(Saved data entries)
◇ ◇ ◇ ◇ ◇
impl Default for SessionSettings {
    fn default() -> Self {
        Self {
            io_timeout: DEFAULT_TICK_TIMEOUT,
            loop_interval: Duration::from_millis(125),
            keepalive_idle: Duration::from_secs(20),
            keepalive_timeout: Duration::from_secs(120),
            quit_grace: Duration::from_millis(500),
            max_pending: DEFAULT_MAX_PENDING,
        }
    }
}

#[derive(Debug, Clone, Copy, PartialEq, Eq)]
pub enum SessionState {
    Disconnected,
    /// Resolving and opening the socket.
    Connecting,
    /// Socket open, NICK/USER sent, waiting for the welcome.
    Handshaking,
    /// Welcome or end-of-MOTD received.
    Registered,
}

pub struct Session {
    nick: String,
    user: String,
    realname: String,
    settings: SessionSettings,
    connection: Option<ProtocolConnection>,
    events: EventBus<Session>,
    timers: TimerScheduler<Session>,
    channels: Vec<Channel>,
    state: SessionState,
    running: bool,
    quitting: bool,
    last_data_received: Instant,
    last_ping_sent: Option<Instant>,
}

impl Session {
    pub fn new(nick: &str, user: &str, realname: &str) -> Self {
        Self::with_settings(nick, user, realname, SessionSettings::default())
    }

    pub fn with_settings(nick: &str, user: &str, realname: &str, settings: SessionSettings) -> Self {
        let mut session = Self {
            nick: nick.to_string(),
            user: user.to_string(),
            realname: realname.to_string(),
            settings,
            connection: None,
            events: EventBus::new(),
            timers: TimerScheduler::new(),
            channels: Vec::new(),
            state: SessionState::Disconnected,
            running: false,
            quitting: false,
            last_data_received: Instant::now(),
            last_ping_sent: None,
        };
        session.add_handler(EventKind::Recv, answer_ping);
        session.add_handler(EventKind::Recv, confirm_joins);
        session
    }

    pub fn current_nick(&self) -> &str {
        &self.nick
    }

    pub fn state(&self) -> SessionState {
        self.state
    }

    pub fn is_registered(&self) -> bool {
        self.state == SessionState::Registered
    }

    pub fn is_running(&self) -> bool {
        self.running
    }

    pub fn is_connected(&self) -> bool {
        self.connection.as_ref().is_some_and(ProtocolConnection::is_connected)
    }

    pub fn settings(&self) -> &SessionSettings {
        &self.settings
    }

    /// Channels joined on the current connection, confirmed or not.
    pub fn channels(&self) -> &[Channel] {
        &self.channels
    }

    // ── Events and timers ───────────────────────────────────────────

    pub fn add_handler<F>(&mut self, kind: EventKind, handler: F)
    where
        F: Fn(&mut Session, &Event) -> HandlerResult + 'static,
    {
        self.events.add_handler(kind, handler);
    }

    pub fn add_shared_handler(&mut self, kind: EventKind, handler: Handler<Session>) {
        self.events.add_shared(kind, handler);
    }

    /// Register a handler that runs before the built-in ones.
    pub fn prepend_handler<F>(&mut self, kind: EventKind, handler: F)
    where
        F: Fn(&mut Session, &Event) -> HandlerResult + 'static,
    {
        self.events.prepend(kind, handler);
    }

    /// Dispatch `event` to the handlers registered when the call starts.
    pub fn emit(&mut self, event: &Event) -> HandlerResult {
        let handlers = self.events.handlers(event.kind());
        event::dispatch(&handlers, self, event)
    }

    pub fn call_in<F>(&mut self, delay: Duration, callback: F)
    where
        F: FnOnce(&mut Session) -> Result<()> + 'static,
    {
        self.timers.call_in(delay, callback);
    }

    // ── Connection lifecycle ────────────────────────────────────────

    /// Open a connection and start registration. An unreachable server is
    /// not an error here; the first tick reports it as a closed connection.
    pub async fn connect(&mut self, host: &str, port: u16, tls: TlsMode) -> Result<()> {
        self.state = SessionState::Connecting;
        tracing::info!(%host, port, ?tls, nick = %self.nick, "Connecting");
        let transport = Transport::connect(host, port, tls).await;
        self.attach(transport)
    }

    /// Start a new connection over `transport` and send NICK/USER.
    pub fn attach(&mut self, transport: Transport) -> Result<()> {
        let connected = transport.is_connected();
        self.connection =
            Some(ProtocolConnection::new(transport).with_max_pending(self.settings.max_pending));
        for channel in self.channels.drain(..) {
            channel.reset();
        }
        self.state = if connected {
            SessionState::Handshaking
        } else {
            SessionState::Disconnected
        };
        self.running = true;
        self.quitting = false;
        self.last_data_received = Instant::now();
        self.last_ping_sent = None;

        self.nick(None)?;
        let user = format!("USER {} * * :{}", self.user, self.realname);
        self.send_raw(&user)
    }

    /// Close the socket immediately.
    pub fn disconnect(&mut self) {
        if let Some(connection) = self.connection.as_mut() {
            connection.disconnect();
        }
        self.state = SessionState::Disconnected;
    }

    // ── Commands ────────────────────────────────────────────────────

    /// Emit `line` on the send event, then queue it on the socket.
    pub fn send_raw(&mut self, line: &str) -> Result<()> {
        self.emit(&Event::Send(line.to_string()))?;
        let queued = self.connection.as_mut().is_some_and(|c| c.send(line));
        if !queued {
            tracing::debug!(%line, "Not connected, command dropped");
        }
        Ok(())
    }

    /// Send NICK. With `Some`, the new nick becomes the session identity.
    pub fn nick(&mut self, nick: Option<&str>) -> Result<()> {
        if let Some(nick) = nick {
            self.nick = nick.to_string();
        }
        let line = format!("NICK {}", self.nick);
        self.send_raw(&line)
    }

    pub fn join(&mut self, channel: &str, key: Option<&str>) -> Result<Channel> {
        match key.filter(|k| !k.is_empty()) {
            Some(key) => self.send_raw(&format!("JOIN {channel} {key}"))?,
            None => self.send_raw(&format!("JOIN {channel}"))?,
        }
        if let Some(existing) = self.channels.iter().find(|c| c.matches(channel)) {
            return Ok(existing.clone());
        }
        let created = Channel::new(channel);
        self.channels.push(created.clone());
        Ok(created)
    }

    pub fn msg(&mut self, receiver: &str, text: &str) -> Result<()> {
        self.send_raw(&format!("PRIVMSG {receiver} :{text}"))
    }

    /// Send a liveness PING stamped with the current unix time.
    pub fn ping(&mut self) -> Result<()> {
        let stamp = SystemTime::now()
            .duration_since(UNIX_EPOCH)
            .map(|d| d.as_secs())
            .unwrap_or_default();
        self.send_raw(&format!("PING {stamp}"))?;
        self.last_ping_sent = Some(Instant::now());
        Ok(())
    }

    /// Send QUIT and close the socket after the grace delay, so the QUIT
    /// line can leave the send buffer first.
    pub fn quit(&mut self, message: Option<&str>) -> Result<()> {
        match message {
            Some(message) => self.send_raw(&format!("QUIT :{message}"))?,
            None => self.send_raw("QUIT")?,
        }
        self.quitting = true;
        self.call_in(self.settings.quit_grace, |session| {
            session.running = false;
            session.disconnect();
            Ok(())
        });
        Ok(())
    }

    // ── Receiving ───────────────────────────────────────────────────

    /// Deliver one parsed message to the recv handlers.
    pub fn received_message(&mut self, msg: Message) -> Result<()> {
        if self.state == SessionState::Handshaking
            && (msg.is(reply::RPL_WELCOME) || msg.is(reply::RPL_ENDOFMOTD))
        {
            self.state = SessionState::Registered;
            tracing::info!(nick = %self.nick, "Registered");
        }
        let result = self.emit(&Event::Recv(msg));
        self.last_data_received = Instant::now();
        result.map(|_| ())
    }

    /// Ping after `keepalive_idle` of silence; fail with [`Error::Timeout`]
    /// once a keepalive PING has been outstanding for `keepalive_timeout`.
    pub fn check_liveness(&mut self) -> Result<()> {
        let now = Instant::now();
        if now.duration_since(self.last_data_received) < self.settings.keepalive_idle {
            return Ok(());
        }
        match self.last_ping_sent {
            Some(sent) if sent >= self.last_data_received => {
                if now.duration_since(sent) >= self.settings.keepalive_timeout {
                    tracing::warn!(nick = %self.nick, "Ping timeout");
                    return Err(Error::Timeout);
                }
                Ok(())
            }
            _ => {
                tracing::debug!("Connection idle, sending keepalive ping");
                self.ping()
            }
        }
    }

    // ── Run loop ────────────────────────────────────────────────────

    /// One loop iteration: fire due timers, check liveness, service the
    /// socket and dispatch whatever arrived, in arrival order.
    pub async fn tick(&mut self) -> Result<()> {
        let now = Instant::now();
        let watermark = self.timers.watermark();
        while let Some(callback) = self.timers.pop_due(now, watermark) {
            callback(self)?;
        }
        if !self.running {
            return Ok(());
        }
        self.check_liveness()?;

        let wait = self.io_wait();
        let connection = self.connection.as_mut().ok_or(Error::ConnectionClosed)?;
        let messages = match connection.tick(wait).await {
            Ok(messages) => messages,
            // Servers close the link in answer to QUIT, often before the
            // grace timer fires.
            Err(Error::ConnectionClosed) if self.quitting => {
                tracing::debug!("Link closed after QUIT");
                self.running = false;
                self.state = SessionState::Disconnected;
                return Ok(());
            }
            Err(e) => return Err(e),
        };
        for msg in messages {
            self.received_message(msg)?;
        }
        Ok(())
    }

    /// Tick until the session stops or an error unwinds.
    ///
    /// Returns `Ok` only after a requested stop (see [`Session::quit`]).
    pub async fn run(&mut self) -> Result<()> {
        self.running = true;
        while self.running {
            if let Err(e) = self.tick().await {
                self.running = false;
                self.disconnect();
                return Err(e);
            }
            tokio::time::sleep(self.settings.loop_interval).await;
        }
        Ok(())
    }

    /// Never wait on the socket past the next timer deadline.
    fn io_wait(&self) -> Duration {
        let cap = self.settings.io_timeout;
        match self.timers.next_deadline() {
            Some(deadline) => deadline.saturating_duration_since(Instant::now()).min(cap),
            None => cap,
        }
    }
}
◇ ◇ ◇ ◇ ◇
Nothing beyond the lines from the start of the entries through the line with "session.add_handler(EventKind::Recv, answer_ping);" should appear. Repeat those lines exactly, both ends included.

impl Default for SessionSettings {
    fn default() -> Self {
        Self {
            io_timeout: DEFAULT_TICK_TIMEOUT,
            loop_interval: Duration::from_millis(125),
            keepalive_idle: Duration::from_secs(20),
            keepalive_timeout: Duration::from_secs(120),
            quit_grace: Duration::from_millis(500),
            max_pending: DEFAULT_MAX_PENDING,
        }
    }
}

#[derive(Debug, Clone, Copy, PartialEq, Eq)]
pub enum SessionState {
    Disconnected,
    /// Resolving and opening the socket.
    Connecting,
    /// Socket open, NICK/USER sent, waiting for the welcome.
    Handshaking,
    /// Welcome or end-of-MOTD received.
    Registered,
}

pub struct Session {
    nick: String,
    user: String,
    realname: String,
    settings: SessionSettings,
    connection: Option<ProtocolConnection>,
    events: EventBus<Session>,
    timers: TimerScheduler<Session>,
    channels: Vec<Channel>,
    state: SessionState,
    running: bool,
    quitting: bool,
    last_data_received: Instant,
    last_ping_sent: Option<Instant>,
}

impl Session {
    pub fn new(nick: &str, user: &str, realname: &str) -> Self {
        Self::with_settings(nick, user, realname, SessionSettings::default())
    }

    pub fn with_settings(nick: &str, user: &str, realname: &str, settings: SessionSettings) -> Self {
        let mut session = Self {
            nick: nick.to_string(),
            user: user.to_string(),
            realname: realname.to_string(),
            settings,
            connection: None,
            events: EventBus::new(),
            timers: TimerScheduler::new(),
            channels: Vec::new(),
            state: SessionState::Disconnected,
            running: false,
            quitting: false,
            last_data_received: Instant::now(),
            last_ping_sent: None,
        };
        session.add_handler(EventKind::Recv, answer_ping);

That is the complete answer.